Let’s now get back to our specific problem that we want to solve using the concept of Shapley values. In our case we have a team of basketball players, and the coach decides during the game which 5-player coallitions to play. For each one of those we also observe their value, which is the net rating the coallition (lineup) had during the game. Small sample sizes make its Bayesian adjustment more appropriate. So far so good, but from the definition of the characteristic function above, we can see that we need to define $v$, for each possible subset of the players in a team (those that played in the game). For coalitions with fewer than 5 players this is straightforward, and we can essentially obtain the net ratings for 2, 3, and 4-men lineups (and the on-off ratings for single players). However, the question is how to define the value of coalitions with more than 5 players. For this case we can aggregate the results from any lineup consisting exclusively of players in the coalition at hand. For example, if we want to estimate the value of the characteristic function for a coalition of 7 players, we will calculate the average net rating for any 5-man lineup played consisting only of players from this set of 7 players.

Let’s see an example here. Of course, I will choose one of Pitt’s games and let’s go with the first conference game of the season against Miami. Despite the fact that Miami had only 6 or 7 scholarship players available for the game, they fought well (partially due to early foul troubles for Champagnie and Johnson) before Pitt eventually got away in the latter part of the second half with a 70-55 win. Using the excellent R package from Jake Flancer, bigballR, I was able to obtain the lineup information needed to calculate the Shapley Player Value (SPV) for that game (code is available here).

These SPV values essentially consider all the different lineups that played for Pitt in that game and how they performed, and assigned a net rating to each player. According to SPV, Toney was the game MVP for Pitt (which also passes my eye test for that game). Coulibaly also played nice in that game and made contributions that would not be captured by bean counting his points and rebounds and had an SPV of +9.6. Now this is not to say that SPV is better than any other single-game metric. Far from it. How would even one go about showing this? SPV is just a “credit allocation” approach and there is no ground truth (if there was we would not need SPV or any other metric).
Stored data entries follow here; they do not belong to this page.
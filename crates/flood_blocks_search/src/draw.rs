//! Brushes decide what gets written at each filled voxel, and draw executors commit those writes to a world.

use crate::FillMode;

use flood_blocks_core::prelude::*;
use flood_blocks_storage::prelude::*;

use thiserror::Error;

/// Yields the material to write at each position of a fill.
pub trait Brush {
    /// The material for `p`, or `None` to leave that voxel alone. `anchor` is the voxel the fill was started from.
    fn next_material(&mut self, p: Point3i, anchor: Point3i) -> Option<Material>;
}

/// Turns a caller's replacement spec into a brush.
pub trait BrushResolver<S: ?Sized> {
    type Brush: Brush;

    /// The material that the legality gate compares against the seed's material.
    fn replacement(&self, spec: &S) -> Material;

    /// Builds the brush for a fill in `mode`, or `None` if the spec can't be drawn.
    fn resolve(&self, spec: &S, mode: FillMode) -> Option<Self::Brush>;
}

/// Commits the output of a brush over a set of voxels.
pub trait DrawExecutor<W> {
    /// Writes `brush` over `positions`, returning the number of voxels that changed.
    fn apply<B: Brush>(
        &mut self,
        world: &mut W,
        positions: &[VoxelIndex],
        brush: &mut B,
        anchor: Point3i,
    ) -> Result<usize, DrawError>;
}

#[derive(Clone, Copy, Debug, Eq, Error, PartialEq)]
pub enum DrawError {
    #[error("You tried to draw {attempted} blocks, you cannot draw more than {limit}.")]
    LimitExceeded { attempted: usize, limit: usize },
    #[error("voxel {0:?} is outside of the world")]
    OutOfBounds(VoxelIndex),
}

/// Writes the same material everywhere.
#[derive(Clone, Copy, Debug, Eq, PartialEq)]
pub struct SolidBrush(pub Material);

impl Brush for SolidBrush {
    #[inline]
    fn next_material(&mut self, _p: Point3i, _anchor: Point3i) -> Option<Material> {
        Some(self.0)
    }
}

/// Resolves a plain `Material` into a `SolidBrush`.
#[derive(Clone, Copy, Debug, Default)]
pub struct SolidBrushResolver;

impl BrushResolver<Material> for SolidBrushResolver {
    type Brush = SolidBrush;

    #[inline]
    fn replacement(&self, spec: &Material) -> Material {
        *spec
    }

    #[inline]
    fn resolve(&self, spec: &Material, _mode: FillMode) -> Option<SolidBrush> {
        Some(SolidBrush(*spec))
    }
}

/// Alternates between two materials in a 3D checkerboard centered on the anchor. Restricted fill modes shift the pattern by
/// the mode's brush offset.
#[derive(Clone, Copy, Debug, Eq, PartialEq)]
pub struct CheckeredBrush {
    pub even: Material,
    pub odd: Material,
    pub offset: i32,
}

impl Brush for CheckeredBrush {
    #[inline]
    fn next_material(&mut self, p: Point3i, anchor: Point3i) -> Option<Material> {
        let d = p - anchor;
        let parity = (d.x() + d.y() + d.z() + self.offset).rem_euclid(2);

        Some(if parity == 0 { self.even } else { self.odd })
    }
}

/// Resolves an `(even, odd)` pair of materials into a `CheckeredBrush`. Identical materials can't make a checkerboard.
#[derive(Clone, Copy, Debug, Default)]
pub struct CheckeredBrushResolver;

impl BrushResolver<(Material, Material)> for CheckeredBrushResolver {
    type Brush = CheckeredBrush;

    #[inline]
    fn replacement(&self, spec: &(Material, Material)) -> Material {
        spec.0
    }

    fn resolve(&self, spec: &(Material, Material), mode: FillMode) -> Option<CheckeredBrush> {
        let (even, odd) = *spec;
        if even == odd {
            return None;
        }

        Some(CheckeredBrush {
            even,
            odd,
            offset: mode.brush_offset(),
        })
    }
}

/// One voxel overwritten by a draw.
#[derive(Clone, Copy, Debug, Eq, PartialEq)]
pub struct UndoEntry {
    pub index: VoxelIndex,
    pub old: Material,
    pub new: Material,
}

/// Every change made by one draw, in the order it was written.
#[derive(Clone, Debug, Default, Eq, PartialEq)]
pub struct UndoRecord {
    entries: Vec<UndoEntry>,
}

impl UndoRecord {
    #[inline]
    pub fn entries(&self) -> &[UndoEntry] {
        &self.entries
    }

    #[inline]
    pub fn len(&self) -> usize {
        self.entries.len()
    }

    #[inline]
    pub fn is_empty(&self) -> bool {
        self.entries.is_empty()
    }

    /// Puts back the materials that the draw replaced.
    pub fn revert(&self, world: &mut impl WriteMaterial) {
        for entry in self.entries.iter().rev() {
            world.set_material(entry.index, entry.old);
        }
    }
}

/// An all-or-nothing executor. It computes every write before touching the world, so a draw that fails leaves the world
/// unchanged. Successful draws are kept as `UndoRecord`s.
#[derive(Clone, Debug, Default)]
pub struct BufferedDrawOp {
    limit: Option<usize>,
    history: Vec<UndoRecord>,
}

impl BufferedDrawOp {
    /// An executor that refuses to draw over more than `limit` voxels at once.
    pub fn with_limit(limit: usize) -> Self {
        Self {
            limit: Some(limit),
            history: Vec::new(),
        }
    }

    #[inline]
    pub fn limit(&self) -> Option<usize> {
        self.limit
    }

    /// Completed draws, oldest first.
    #[inline]
    pub fn history(&self) -> &[UndoRecord] {
        &self.history
    }

    /// Reverts the most recent draw and returns how many voxels it restored.
    pub fn undo_last(&mut self, world: &mut impl WriteMaterial) -> Option<usize> {
        let record = self.history.pop()?;
        record.revert(world);

        Some(record.len())
    }
}

impl<W> DrawExecutor<W> for BufferedDrawOp
where
    W: WriteMaterial,
{
    fn apply<B: Brush>(
        &mut self,
        world: &mut W,
        positions: &[VoxelIndex],
        brush: &mut B,
        anchor: Point3i,
    ) -> Result<usize, DrawError> {
        if let Some(limit) = self.limit {
            if positions.len() > limit {
                return Err(DrawError::LimitExceeded {
                    attempted: positions.len(),
                    limit,
                });
            }
        }

        let indexer = world.indexer();
        let mut entries = Vec::with_capacity(positions.len());
        for &index in positions.iter() {
            let p = indexer
                .checked_point_from_index(index)
                .ok_or(DrawError::OutOfBounds(index))?;
            let old = world.material(p).ok_or(DrawError::OutOfBounds(index))?;
            if let Some(new) = brush.next_material(p, anchor) {
                if new != old {
                    entries.push(UndoEntry { index, old, new });
                }
            }
        }

        for entry in entries.iter() {
            world.set_material(entry.index, entry.new);
        }

        let num_changed = entries.len();
        self.history.push(UndoRecord { entries });

        Ok(num_changed)
    }
}

// ████████╗███████╗███████╗████████╗███████╗
// ╚══██╔══╝██╔════╝██╔════╝╚══██╔══╝██╔════╝
//    ██║   █████╗  ███████╗   ██║   ███████╗
//    ██║   ██╔══╝  ╚════██║   ██║   ╚════██║
//    ██║   ███████╗███████║   ██║   ███████║
//    ╚═╝   ╚══════╝╚══════╝   ╚═╝   ╚══════╝
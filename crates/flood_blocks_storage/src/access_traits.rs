//! Traits defining how algorithms read and write the materials of a bounded voxel world.
//!
//! Reads are bounds-aware: asking for a point outside of the world yields `None`, never a panic, so a search can compute
//! neighbors blindly and let the world reject the ones that fall off the edge.
//!
//! ```
//! use flood_blocks_core::prelude::*;
//! use flood_blocks_storage::prelude::*;
//!
//! let world = BlockArray::fill(PointN([4, 4, 4]), Material::new(BlockType::STONE));
//!
//! assert_eq!(world.material(PointN([1, 2, 3])), Some(Material::new(BlockType::STONE)));
//! assert_eq!(world.material(PointN([4, 0, 0])), None);
//! ```

use crate::{BlockType, Material, VoxelIndex, WorldIndexer};

use auto_impl::auto_impl;
use flood_blocks_core::prelude::*;

/// Read access to the materials of a world.
#[auto_impl(&, &mut)]
pub trait ReadMaterial {
    /// The address space of the world.
    fn indexer(&self) -> WorldIndexer;

    /// The primary type at `p`, or `None` if `p` is out of bounds.
    fn block_type(&self, p: Point3i) -> Option<BlockType>;

    /// The secondary value stored at `p`. Only meaningful when the primary type at `p` is `BlockType::EXTENDED`.
    fn ext_value(&self, p: Point3i) -> u8;

    /// The material identity at `p`, or `None` if `p` is out of bounds.
    #[inline]
    fn material(&self, p: Point3i) -> Option<Material> {
        let block = self.block_type(p)?;
        let ext = if block.is_extended() {
            self.ext_value(p)
        } else {
            0
        };

        Some(Material::from_raw(block, ext))
    }
}

/// Write access to the materials of a world.
#[auto_impl(&mut)]
pub trait WriteMaterial: ReadMaterial {
    /// Overwrites the material at `index`, which must be in bounds.
    fn set_material(&mut self, index: VoxelIndex, material: Material);
}
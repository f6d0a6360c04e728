//! Material identity of a voxel.
//!
//! Every voxel has a primary `BlockType`. One reserved type, `BlockType::EXTENDED`, stands for a whole family of custom
//! blocks; which member of the family a voxel holds is stored as a secondary `ext` value. The secondary value only
//! participates in equality for the extended type, so two stone voxels are the same material no matter what stale `ext` byte
//! the world may hold for them.
//!
//! ```
//! use flood_blocks_storage::prelude::*;
//!
//! assert_eq!(Material::from_raw(BlockType::STONE, 5), Material::from_raw(BlockType::STONE, 7));
//! assert_ne!(Material::extended(5), Material::extended(7));
//! ```

use core::hash::{Hash, Hasher};
use serde::{Deserialize, Serialize};
use std::fmt;

/// The primary type code of a voxel.
#[derive(Clone, Copy, Debug, Default, Deserialize, Eq, Hash, Ord, PartialEq, PartialOrd, Serialize)]
pub struct BlockType(pub u8);

impl BlockType {
    pub const AIR: Self = BlockType(0);
    pub const STONE: Self = BlockType(1);
    pub const GRASS: Self = BlockType(2);
    pub const DIRT: Self = BlockType(3);
    pub const COBBLESTONE: Self = BlockType(4);
    pub const WOOD: Self = BlockType(5);
    pub const WATER: Self = BlockType(8);
    pub const STILL_WATER: Self = BlockType(9);
    pub const LAVA: Self = BlockType(10);
    pub const STILL_LAVA: Self = BlockType(11);
    pub const SAND: Self = BlockType(12);
    pub const GRAVEL: Self = BlockType(13);
    pub const GLASS: Self = BlockType(20);

    /// The reserved type whose voxels carry a meaningful secondary value.
    pub const EXTENDED: Self = BlockType(163);

    #[inline]
    pub fn is_extended(&self) -> bool {
        *self == Self::EXTENDED
    }

    /// Flowing or still water and lava.
    #[inline]
    pub fn is_liquid(&self) -> bool {
        matches!(
            *self,
            Self::WATER | Self::STILL_WATER | Self::LAVA | Self::STILL_LAVA
        )
    }

    fn name(&self) -> Option<&'static str> {
        let name = match *self {
            Self::AIR => "air",
            Self::STONE => "stone",
            Self::GRASS => "grass",
            Self::DIRT => "dirt",
            Self::COBBLESTONE => "cobblestone",
            Self::WOOD => "wood",
            Self::WATER => "water",
            Self::STILL_WATER => "still_water",
            Self::LAVA => "lava",
            Self::STILL_LAVA => "still_lava",
            Self::SAND => "sand",
            Self::GRAVEL => "gravel",
            Self::GLASS => "glass",
            Self::EXTENDED => "extended",
            _ => return None,
        };

        Some(name)
    }
}

impl fmt::Display for BlockType {
    fn fmt(&self, f: &mut fmt::Formatter<'_>) -> fmt::Result {
        match self.name() {
            Some(name) => f.write_str(name),
            None => write!(f, "block #{}", self.0),
        }
    }
}

/// The material identity of a voxel: a primary type, plus a secondary value that only matters for `BlockType::EXTENDED`.
///
/// `PartialEq` and `Hash` ignore `ext` unless the block is extended. This is the only notion of "same material" used for fill
/// connectivity and for rejecting no-op fills.
#[derive(Clone, Copy, Debug, Default, Deserialize, Serialize)]
pub struct Material {
    block: BlockType,
    ext: u8,
}

impl Material {
    /// A material with no secondary value.
    #[inline]
    pub const fn new(block: BlockType) -> Self {
        Self { block, ext: 0 }
    }

    /// The extended block with secondary value `ext`.
    #[inline]
    pub const fn extended(ext: u8) -> Self {
        Self {
            block: BlockType::EXTENDED,
            ext,
        }
    }

    /// Pairs a primary type with whatever secondary value storage holds for the voxel, meaningful or not.
    #[inline]
    pub const fn from_raw(block: BlockType, ext: u8) -> Self {
        Self { block, ext }
    }

    #[inline]
    pub fn block(&self) -> BlockType {
        self.block
    }

    /// The secondary value, or `None` for non-extended blocks.
    #[inline]
    pub fn ext(&self) -> Option<u8> {
        if self.block.is_extended() {
            Some(self.ext)
        } else {
            None
        }
    }
}

impl PartialEq for Material {
    #[inline]
    fn eq(&self, other: &Self) -> bool {
        self.block == other.block && (!self.block.is_extended() || self.ext == other.ext)
    }
}

impl Eq for Material {}

impl Hash for Material {
    fn hash<H: Hasher>(&self, state: &mut H) {
        self.block.hash(state);
        self.ext().hash(state);
    }
}

impl From<BlockType> for Material {
    #[inline]
    fn from(block: BlockType) -> Self {
        Self::new(block)
    }
}

impl fmt::Display for Material {
    fn fmt(&self, f: &mut fmt::Formatter<'_>) -> fmt::Result {
        match self.ext() {
            Some(ext) => write!(f, "{}:{}", self.block, ext),
            None => write!(f, "{}", self.block),
        }
    }
}

// ████████╗███████╗███████╗████████╗███████╗
// ╚══██╔══╝██╔════╝██╔════╝╚══██╔══╝██╔════╝
//    ██║   █████╗  ███████╗   ██║   ███████╗
//    ██║   ██╔══╝  ╚════██║   ██║   ╚════██║
//    ██║   ███████╗███████║   ██║   ███████║
//    ╚═╝   ╚══════╝╚══════╝   ╚═╝   ╚══════╝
However, I believe it looks at the contribution of players during a game more hollistically compared to other single game player ratings. Furthermore, Shapley values are able to deal with colinearity fairly well.

Some limitations of SPV is that it does not consider who was on the court from the opposing team when a specific player “coalition” was on the court. However, I would argue that for a single game – and for a descriptive metric – this might not be a big problem (if at all). At the end of the day, SPV allocates credit to players according to who contributed to the team for that specific game. If a player faced the second unit of the opponent but made significant contributions towards winning that specific game, so be it. SPV’s goal is not to predict the future performance of this player. For that, regularized adjusted plus/minus approaches are clearly better. However, there is an interesting question here on whether a similar approach can be used for estimating player ratings when we only have information about the lineups of a team (e.g., from the NBA stats website) and not which opponents they faced – and hence, we cannot run the +/- regression. One of the challenges is that the computation becomes intractable when more than 10-12 players are involved. For a single game this is rarely the case, but for lineups over a season the number of players involved can easily go way over this. Of course, time/possession limits can be applied and players with few minutes can be grouped together, but certainly more work is needed if one wants to apply the concept of Shapley values to season-long player ratings.